The Pakistan Foreign Ministry said it decided to reopen the border after assessing security and that authorities on both sides of the border were coordinating to resume the supply traffic smoothly

Pakistan on Saturday decided to reopen the Torkham border post for vehicles ferrying goods and oil to the International Security Assistance Force (ISAF) in Afghanistan; ending a 10-day-old blockade over violation of air space by North Atlantic Treaty Organisation (NATO) aircraft.

The lifting of the blockade was announced by the Foreign Office in the evening.
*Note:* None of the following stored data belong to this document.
//! Configuration management for RAX Docs Server
//!
//! Settings are layered: built-in defaults, then an optional `config.toml`,
//! then `RAX_DOCS_*` environment variables. Everything here is read once at
//! startup; changing a value requires a restart.

use config::{Config, ConfigError, Environment, File};
use serde::Deserialize;
use std::collections::HashMap;
use std::path::PathBuf;
use std::time::Duration;

/// Locations searched for `config.toml`, in order.
const CONFIG_PATHS: [&str; 2] = [
    "rax-docs-server/config", // Docker production: /app/rax-docs-server/config.toml
    "config",                 // Local development: ./config.toml
];

/// Upper bound on session lifetime
const MAX_SESSION_TTL_DAYS: u64 = 3650;

/// Complete server configuration
#[derive(Debug, Deserialize, Clone)]
pub struct ServerConfig {
    // ═══ NETWORK ═══
    /// IP address the HTTP listener binds to
    pub bind_address: String,

    /// HTTP port
    pub port: u16,

    // ═══ STORAGE ═══
    /// Directory beneath which all managed documents live
    pub storage_root: String,

    /// Maximum files accepted by a single upload request
    pub max_upload_files: usize,

    /// Per-file upload cap in MB
    pub max_upload_size_mb: u64,

    // ═══ SESSIONS ═══
    /// Lifetime of an issued session cookie
    pub session_ttl_days: u64,

    /// Mark the session cookie `Secure` (enable behind TLS)
    pub secure_cookies: bool,

    /// Failed logins tolerated per client address within the window
    pub login_max_attempts: usize,
    pub login_window_secs: u64,

    /// Credential store: username -> password
    #[serde(default)]
    pub users: HashMap<String, String>,
}

impl ServerConfig {
    /// Load configuration from defaults, config.toml and the environment
    pub fn load() -> Result<Self, ConfigError> {
        let mut builder = Self::defaults()?;
        for config_path in CONFIG_PATHS {
            builder = builder.add_source(File::with_name(config_path).required(false));
        }

        let settings = builder
            .add_source(Environment::with_prefix("RAX_DOCS").try_parsing(true))
            .build()?;

        let config: ServerConfig = settings.try_deserialize()?;
        config.validate()?;
        Ok(config)
    }

    /// Parse configuration from TOML text layered over the defaults
    pub fn from_toml(source: &str) -> Result<Self, ConfigError> {
        let settings = Self::defaults()?
            .add_source(File::from_str(source, config::FileFormat::Toml))
            .build()?;

        let config: ServerConfig = settings.try_deserialize()?;
        config.validate()?;
        Ok(config)
    }

    fn defaults() -> Result<config::ConfigBuilder<config::builder::DefaultState>, ConfigError> {
        Config::builder()
            .set_default("bind_address", "127.0.0.1")?
            .set_default("port", 3000)?
            .set_default("storage_root", "./files")?
            .set_default("max_upload_files", 5)?
            .set_default("max_upload_size_mb", 10)?
            .set_default("session_ttl_days", 5)?
            .set_default("secure_cookies", false)?
            .set_default("login_max_attempts", 5)?
            .set_default("login_window_secs", 300)
    }

    /// Validation for all configuration values
    fn validate(&self) -> Result<(), ConfigError> {
        if self.port == 0 {
            return Err(ConfigError::Message("port cannot be 0".into()));
        }

        if self.storage_root.trim().is_empty() {
            return Err(ConfigError::Message("storage_root cannot be empty".into()));
        }

        if self.max_upload_files == 0 {
            return Err(ConfigError::Message(
                "max_upload_files must be greater than 0".into(),
            ));
        }

        if self.max_upload_size_mb == 0 {
            return Err(ConfigError::Message(
                "max_upload_size_mb must be greater than 0".into(),
            ));
        }

        if self.session_ttl_days == 0 || self.session_ttl_days > MAX_SESSION_TTL_DAYS {
            return Err(ConfigError::Message(format!(
                "session_ttl_days must be between 1 and {}",
                MAX_SESSION_TTL_DAYS
            )));
        }

        if self.login_max_attempts == 0 {
            return Err(ConfigError::Message(
                "login_max_attempts must be greater than 0".into(),
            ));
        }

        Ok(())
    }

    /// Get bind address and port as a socket address string
    pub fn listen_addr(&self) -> String {
        format!("{}:{}", self.bind_address, self.port)
    }

    /// Get storage root as PathBuf
    pub fn storage_root_path(&self) -> PathBuf {
        PathBuf::from(&self.storage_root)
    }

    /// Get maximum upload size per file in bytes
    pub fn max_upload_size_bytes(&self) -> u64 {
        self.max_upload_size_mb.saturating_mul(1024 * 1024)
    }

    pub fn session_ttl(&self) -> Duration {
        Duration::from_secs(self.session_ttl_days.saturating_mul(24 * 60 * 60))
    }

    pub fn login_window(&self) -> Duration {
        Duration::from_secs(self.login_window_secs)
    }
}

#[cfg(test)]
mod tests {
    use super::*;

    #[test]
    fn defaults_apply_when_keys_are_missing() {
        let config = ServerConfig::from_toml("").unwrap();
        assert_eq!(config.port, 3000);
        assert_eq!(config.storage_root, "./files");
        assert_eq!(config.max_upload_files, 5);
        assert_eq!(config.max_upload_size_bytes(), 10 * 1024 * 1024);
        assert_eq!(config.session_ttl(), Duration::from_secs(5 * 24 * 60 * 60));
        assert!(config.users.is_empty());
    }

    #[test]
    fn huge_upload_size_saturates() {
        let config =
            ServerConfig::from_toml(&format!("max_upload_size_mb = {}\n", i64::MAX)).unwrap();
        assert_eq!(config.max_upload_size_bytes(), u64::MAX);
    }

    #[test]
    fn session_ttl_is_bounded() {
        assert!(ServerConfig::from_toml("session_ttl_days = 3650\n").is_ok());
        assert!(ServerConfig::from_toml("session_ttl_days = 3651\n").is_err());
    }

    #[test]
    fn toml_overrides_defaults() {
        let config = ServerConfig::from_toml(
            r#"
            port = 8080
            storage_root = "/srv/docs"

            [users]
            alice = "alice123"
            "#,
        )
        .unwrap();

        assert_eq!(config.listen_addr(), "127.0.0.1:8080");
        assert_eq!(config.storage_root_path(), PathBuf::from("/srv/docs"));
        assert_eq!(config.users.get("alice").map(String::as_str), Some("alice123"));
    }

    #[test]
    fn zero_port_is_rejected() {
        assert!(ServerConfig::from_toml("port = 0").is_err());
    }

    #[test]
    fn empty_storage_root_is_rejected() {
        assert!(ServerConfig::from_toml("storage_root = \"\"").is_err());
    }
}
In a statement, the Foreign Office said: "After assessing the security situation in all its aspects, the Government has decided to reopen the NATO/ISAF supply from the Pakistan-Afghanistan border at Torkham with immediate effect. Our relevant authorities are now in the process of coordinating with authorities on the other side of the border to ensure smooth resumption of the supply traffic."

The decision comes three days after the U.S. apologised for the aerial bombing on a Frontier Corps (FC) post in Kurram Agency on the morning of September 30 in which two personnel were killed and four others injured. Though violation of airspace had begun earlier in the week, the killing of FC personnel evoked a sharp response from Pakistan.
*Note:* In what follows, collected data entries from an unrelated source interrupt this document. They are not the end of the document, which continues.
//! Result types for navigate operations

use std::time::SystemTime;

/// One child of a listed folder
#[derive(Debug, Clone, PartialEq, Eq)]
pub struct DirEntry {
    pub name: String,
    pub is_directory: bool,
    pub created_at: SystemTime,
    /// Parent's relative path joined with `name` using `/`
    pub relative_path: String,
}

/// Ordered children of one folder
#[derive(Debug, Clone, Default)]
pub struct FolderListing {
    /// Relative path of the listed folder; empty for the root
    pub relative_path: String,
    pub entries: Vec<DirEntry>,
}

impl FolderListing {
    pub fn is_empty(&self) -> bool {
        self.entries.is_empty()
    }
}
That very day, the Torkham border post in Khyber Pukhtoonkhwa was shut down for ISAF/NATO vehicles, purportedly because security could not be assured in view of the public ire over the violation of territorial integrity. Subsequent days have seen attacks on ISAF/NATO vehicles in various parts of the country. The Pakistani Taliban claimed responsibility for some of these attacks.

And, for the past couple of days, ISAF/NATO vehicles reportedly began encountering systemic problems at the Chaman border post in Balochistan also as they were refused exit into Afghanistan on the premise that their documents were not in order.
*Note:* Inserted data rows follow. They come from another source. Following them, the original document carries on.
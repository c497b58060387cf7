//! Route handlers
//!
//! Each handler resolves its path arguments through the storage root, calls
//! one storage, navigate, content or transfer operation and turns the result
//! into a page, a redirect or a JSON body.

use axum::Json;
use axum::extract::connect_info::ConnectInfo;
use axum::extract::{Extension, Form, Multipart, Path, State};
use axum::http::{HeaderValue, StatusCode, header};
use axum::response::{Html, IntoResponse, Redirect, Response};
use axum_extra::extract::CookieJar;
use axum_extra::extract::cookie::{Cookie, SameSite};
use log::{debug, info, warn};
use std::net::SocketAddr;
use std::sync::Arc;

use crate::auth::UserClaims;
use crate::content::{read_for_edit, render_file};
use crate::error::{AppError, AuthError, JsonError, StorageError};
use crate::middleware::SESSION_COOKIE;
use crate::navigate::list_folder;
use crate::protocol::requests::{
    CreateFileForm, CreateFolderForm, CreateSemesterForm, EditForm, SessionLoginRequest,
};
use crate::protocol::responses::{ActionResponse, LoginError, LoginResponse};
use crate::protocol::views::{self, encode_path, folder_url};
use crate::server::AppState;
use crate::storage::{self, filesystem};
use crate::transfer::{read_raw, store_uploads};

// --------------------
// Public routes
// --------------------

pub async fn login_page() -> Html<String> {
    Html(views::login_page())
}

pub async fn signup_page() -> Html<String> {
    Html(views::signup_page())
}

/// Exchanges an identity token for a session cookie.
pub async fn session_login(
    State(state): State<Arc<AppState>>,
    connect_info: Option<ConnectInfo<SocketAddr>>,
    jar: CookieJar,
    Json(request): Json<SessionLoginRequest>,
) -> Response {
    let client_id = connect_info
        .map(|ConnectInfo(addr)| addr.ip().to_string())
        .unwrap_or_else(|| "unknown".to_string());

    if !state.login_limiter.lock().await.is_allowed(&client_id) {
        warn!("Login rate limit hit for {}", client_id);
        return login_failure(StatusCode::TOO_MANY_REQUESTS, AuthError::RateLimited);
    }

    match state
        .gate
        .create_session(&request.id_token, state.session_ttl)
        .await
    {
        Ok(token) => {
            state.login_limiter.lock().await.reset(&client_id);
            let max_age = i64::try_from(state.session_ttl.as_secs()).unwrap_or(i64::MAX);
            let cookie = Cookie::build((SESSION_COOKIE, token))
                .path("/")
                .http_only(true)
                .secure(state.secure_cookies)
                .same_site(SameSite::Lax)
                .max_age(cookie::time::Duration::seconds(max_age))
                .build();
            (jar.add(cookie), Json(LoginResponse { status: "success" })).into_response()
        }
        Err(e) => {
            warn!("Error creating session cookie for {}: {}", client_id, e);
            login_failure(StatusCode::UNAUTHORIZED, e)
        }
    }
}

fn login_failure(status: StatusCode, error: AuthError) -> Response {
    let body = LoginError {
        error: "Unauthorized request",
        code: error.code(),
    };
    (status, Json(body)).into_response()
}

/// Revokes the session and clears the cookie.
pub async fn logout(State(state): State<Arc<AppState>>, jar: CookieJar) -> (CookieJar, Redirect) {
    if let Some(cookie) = jar.get(SESSION_COOKIE) {
        state.gate.revoke_session(cookie.value()).await;
    }
    let jar = jar.remove(Cookie::build(SESSION_COOKIE).path("/"));
    (jar, Redirect::to("/login"))
}

// --------------------
// Browsing
// --------------------

pub async fn show_root(
    State(state): State<Arc<AppState>>,
    Extension(user): Extension<UserClaims>,
) -> Result<Response, AppError> {
    show_listing(&state, &user, "").await
}

pub async fn show_folder(
    State(state): State<Arc<AppState>>,
    Extension(user): Extension<UserClaims>,
    Path(path): Path<String>,
) -> Result<Response, AppError> {
    show_listing(&state, &user, &path).await
}

async fn show_listing(state: &AppState, user: &UserClaims, relative: &str) -> Result<Response, AppError> {
    let resolved = state.root.resolve(relative)?;
    if filesystem::file_exists(&resolved).await {
        return Ok(Redirect::to(&format!("/file/{}", encode_path(relative.trim_matches('/')))).into_response());
    }

    let listing = list_folder(&state.root, relative).await?;
    Ok(Html(views::index_page(&listing, user)).into_response())
}

pub async fn show_file(
    State(state): State<Arc<AppState>>,
    Path(path): Path<String>,
) -> Result<Response, AppError> {
    match render_file(&state.root, &path).await {
        Ok(view) => {
            debug!("Rendering {} from {}", view.relative_path, view.full_path.display());
            Ok(Html(views::file_page(&view)).into_response())
        }
        Err(StorageError::IsADirectory(relative)) => Ok(Redirect::to(&folder_url(&relative)).into_response()),
        Err(e) => Err(e.into()),
    }
}

/// Serves a document's raw bytes for embedding and download.
pub async fn raw_file(
    State(state): State<Arc<AppState>>,
    Path(path): Path<String>,
) -> Result<Response, AppError> {
    let raw = read_raw(&state.root, &path).await?;
    let mut response = raw.bytes.into_response();
    let headers = response.headers_mut();
    headers.insert(header::CONTENT_TYPE, HeaderValue::from_static(raw.content_type));
    headers.insert(header::X_CONTENT_TYPE_OPTIONS, HeaderValue::from_static("nosniff"));
    Ok(response)
}

pub async fn edit_form(
    State(state): State<Arc<AppState>>,
    Path(path): Path<String>,
) -> Result<Response, AppError> {
    match read_for_edit(&state.root, &path).await {
        Ok(content) => Ok(Html(views::edit_page(path.trim_matches('/'), &content)).into_response()),
        Err(StorageError::IsADirectory(relative)) => Ok(Redirect::to(&folder_url(&relative)).into_response()),
        Err(e) => Err(e.into()),
    }
}

pub async fn settings(Extension(user): Extension<UserClaims>) -> Html<String> {
    Html(views::settings_page(&user))
}

// --------------------
// Mutations
// --------------------

/// Renames an entry and, when the edit form sent content, rewrites it.
pub async fn edit_file(
    State(state): State<Arc<AppState>>,
    Extension(user): Extension<UserClaims>,
    Form(form): Form<EditForm>,
) -> Result<Redirect, AppError> {
    let result = storage::rename_entry(
        &state.root,
        &form.previous_path,
        &form.previous,
        &form.new,
        form.details.as_deref(),
    )
    .await?;

    info!(
        "{} edited {} (renamed: {}, rewritten: {})",
        user.username, result.relative_path, result.renamed, result.rewritten
    );
    Ok(Redirect::to(&folder_url(&result.parent)))
}

pub async fn create_document(
    State(state): State<Arc<AppState>>,
    Extension(user): Extension<UserClaims>,
    Form(form): Form<CreateFileForm>,
) -> Result<Redirect, AppError> {
    let created = storage::create_file(&state.root, form.folder(), &form.title, &form.details).await?;
    info!("{} created {}", user.username, created.relative_path);
    Ok(Redirect::to(&folder_url(&created.parent)))
}

pub async fn create_folder(
    State(state): State<Arc<AppState>>,
    Extension(user): Extension<UserClaims>,
    Form(form): Form<CreateFolderForm>,
) -> Result<Redirect, AppError> {
    let created = storage::create_folder(&state.root, &form.current_folder, &form.folder_name).await?;
    info!("{} created folder {}", user.username, created.relative_path);
    Ok(Redirect::to(&folder_url(&created.parent)))
}

pub async fn create_semester(
    State(state): State<Arc<AppState>>,
    Extension(user): Extension<UserClaims>,
    Form(form): Form<CreateSemesterForm>,
) -> Result<Redirect, AppError> {
    let created = storage::create_semester(&state.root, &form.semester_name).await?;
    info!("{} created semester {}", user.username, created.relative_path);
    Ok(Redirect::to("/"))
}

pub async fn delete_file(
    State(state): State<Arc<AppState>>,
    Extension(user): Extension<UserClaims>,
    Path(path): Path<String>,
) -> Result<Json<ActionResponse>, JsonError> {
    let deleted = storage::delete_entry(&state.root, &path).await?;
    info!("{} deleted {}", user.username, deleted.relative_path);

    let message = if deleted.was_directory {
        "Folder deleted successfully"
    } else {
        "File deleted successfully"
    };
    Ok(Json(ActionResponse::ok(message)))
}

pub async fn upload_root(
    State(state): State<Arc<AppState>>,
    multipart: Multipart,
) -> Result<Json<ActionResponse>, JsonError> {
    upload_into(&state, "", multipart).await
}

pub async fn upload_nested(
    State(state): State<Arc<AppState>>,
    Path(path): Path<String>,
    multipart: Multipart,
) -> Result<Json<ActionResponse>, JsonError> {
    upload_into(&state, &path, multipart).await
}

async fn upload_into(
    state: &AppState,
    destination: &str,
    multipart: Multipart,
) -> Result<Json<ActionResponse>, JsonError> {
    let uploaded = store_uploads(&state.root, destination, multipart, state.upload_limits).await?;
    Ok(Json(
        ActionResponse::ok("Files uploaded successfully").with_files(uploaded.files),
    ))
}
As the stand-off between Pakistan and NATO continued, a joint probe was conducted into the aerial bombing on the FC post and it was established that U.S. helicopters had mistaken FC personnel to be insurgents they were pursuing. The U.S. apologised for what it described as a "terrible mistake" but Pakistan Foreign Office said a final decision on reopening the Torkham border post would be taken only after reviewing the security situation.

Barring weapons — which are mostly flown in — much of the supplies and fuel for the NATO-led ISAF is taken over land through Pakistan after they arrive by ship in Karachi.